Fittingly, it is called the University of the People.
Its surprising premise has attracted media attention the world over, and this column is no exception. In this first part of a candid discussion, Reshef explains why online education has become so popular, whether or not it will eventually render brick-and-mortar institutions obsolete, how large the problem of skyrocketing tuition rates is, and much more.
Joseph F. Cotto: Online education is a concept that most of us are familiar with. Why do you believe that it has become so popular in recent years?
Shai Reshef: Today, millions around the world are constrained from access to higher education due to financial, geographic, societal, or personal constraints. UNESCO’s youth growth projections suggest that by the year 2025, another 98 million individuals will be in need of higher educational access than what existing institutions can accommodate. Online learning is an excellent way to be able to reach this incredible and growing demand for higher education, not just on an individual level, but to also make the world a better, more educated setting for all.
Furthermore, online provides a quality education. A 2010 Meta-Analysis performed by the U.S. Department of Education shows the effectiveness of online higher education. The millions of students who choose to study partially or fully online demonstrate its effectiveness as well. And the fact that Stanford, Harvard and MIT moved to offer some of their courses online is another testament to the quality of online studying.
Additionally, online education allows for flexibility that physical institutions cannot provide – a fact that is perhaps one of the most influential driving forces in online education’s popularity.

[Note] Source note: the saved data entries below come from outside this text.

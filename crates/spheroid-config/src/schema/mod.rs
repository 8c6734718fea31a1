//! Configuration schema types for Spheroid.
//!
//! All structs use `serde(default)` so partial configs work correctly.
//! Missing fields are filled with the documented defaults.

mod camera;
mod deformer;
mod display;
mod renderer;
mod system;

pub use camera::*;
pub use deformer::*;
pub use display::*;
pub use renderer::*;
pub use system::*;

use serde::{Deserialize, Serialize};
use spheroid_deform::Preset;

/// Root configuration for Spheroid.
#[derive(Debug, Clone, Serialize, Deserialize)]
#[serde(default)]
#[derive(Default)]
pub struct SpheroidConfig {
    pub deformer: DeformerConfig,
    pub renderer: RendererConfig,
    pub camera: CameraConfig,
    pub display: DisplayConfig,
    pub logging: LoggingConfig,
    /// User presets, listed after the built-ins.
    pub presets: Vec<Preset>,
}

// =============================================================================
// Tests
// =============================================================================

#[cfg(test)]
mod tests {
    use super::*;
    use spheroid_deform::ModeKind;

    #[test]
    fn default_config_has_correct_deformer() {
        let config = SpheroidConfig::default();
        assert!((config.deformer.base_radius - 200.0).abs() < f64::EPSILON);
        assert_eq!(config.deformer.amplitude_min, 0.0);
        assert_eq!(config.deformer.amplitude_max, 50.0);
        assert!(config.deformer.initial_preset.is_none());
        assert!(config.deformer.extra_modes.is_empty());
    }

    #[test]
    fn default_config_has_correct_renderer() {
        let config = SpheroidConfig::default();
        assert_eq!(config.renderer.light_direction, [0.5, -0.5, 0.7]);
        assert_eq!(config.renderer.resolution_theta, 40);
        assert_eq!(config.renderer.resolution_phi, 20);
        assert_eq!(config.renderer.background, "#000000");
        assert_eq!(config.renderer.outline, "rgba(255,255,255,25)");
    }

    #[test]
    fn default_config_has_correct_camera_and_display() {
        let config = SpheroidConfig::default();
        assert!((config.camera.orbit_radius - 500.0).abs() < f64::EPSILON);
        assert!((config.camera.orbit_speed - 0.25).abs() < f64::EPSILON);
        assert_eq!(config.display.width, 480);
        assert_eq!(config.display.height, 480);
        assert_eq!(config.display.cell_pixels, 4);
        assert_eq!(config.display.fps, 30);
    }

    #[test]
    fn default_logging_is_info() {
        let config = SpheroidConfig::default();
        assert_eq!(config.logging.level, LogLevel::Info);
        assert_eq!(config.logging.level.directive(), "spheroid=info");
        assert!(config.logging.file.is_none());
    }

    #[test]
    fn clamp_amplitude_uses_range() {
        let config = DeformerConfig::default();
        assert_eq!(config.clamp_amplitude(-4.0), 0.0);
        assert_eq!(config.clamp_amplitude(12.5), 12.5);
        assert_eq!(config.clamp_amplitude(80.0), 50.0);
    }

    #[test]
    fn partial_toml_fills_defaults() {
        let toml_str = r#"
[renderer]
depth = 0.0

[[deformer.extra_modes]]
name = "Bulge"
amplitude = 4.0
kind = { type = "harmonic", theta_freq = 2.0, phi_freq = 1.0 }

[[presets]]
name = "Mine"
amplitudes = [1.0, 2.0]
"#;
        let config: SpheroidConfig = toml::from_str(toml_str).unwrap();
        assert_eq!(config.renderer.depth, 0.0);
        assert_eq!(config.renderer.resolution_theta, 40);
        assert_eq!(config.deformer.extra_modes.len(), 1);
        let mode = config.deformer.extra_modes[0].to_mode();
        assert_eq!(mode.name, "Bulge");
        assert_eq!(mode.amplitude, 4.0);
        assert_eq!(
            mode.kind,
            ModeKind::Harmonic {
                theta_freq: 2.0,
                phi_freq: 1.0
            }
        );
        assert_eq!(config.presets[0].amplitudes, vec![1.0, 2.0]);
    }

    #[test]
    fn log_level_parses_uppercase() {
        let config: SpheroidConfig = toml::from_str("[logging]\nlevel = \"DEBUG\"\n").unwrap();
        assert_eq!(config.logging.level, LogLevel::Debug);
    }
}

What is unique to UoPeople within online education is that UoPeople is able to provide individualized attention to students online. UoPeople breaks up its courses into classrooms of 20-30 students to allow for direct instructor oversight and manageable peer-to-peer interactions that are highly conducive to learning. Furthermore, the fact that because we are online and globally accessible to all allows us to provide heightened access for diversity. In each of our classrooms, our 20-30 students most often hail from 20-30 different countries, thus allowing for global dialogue on an unprecedented scale.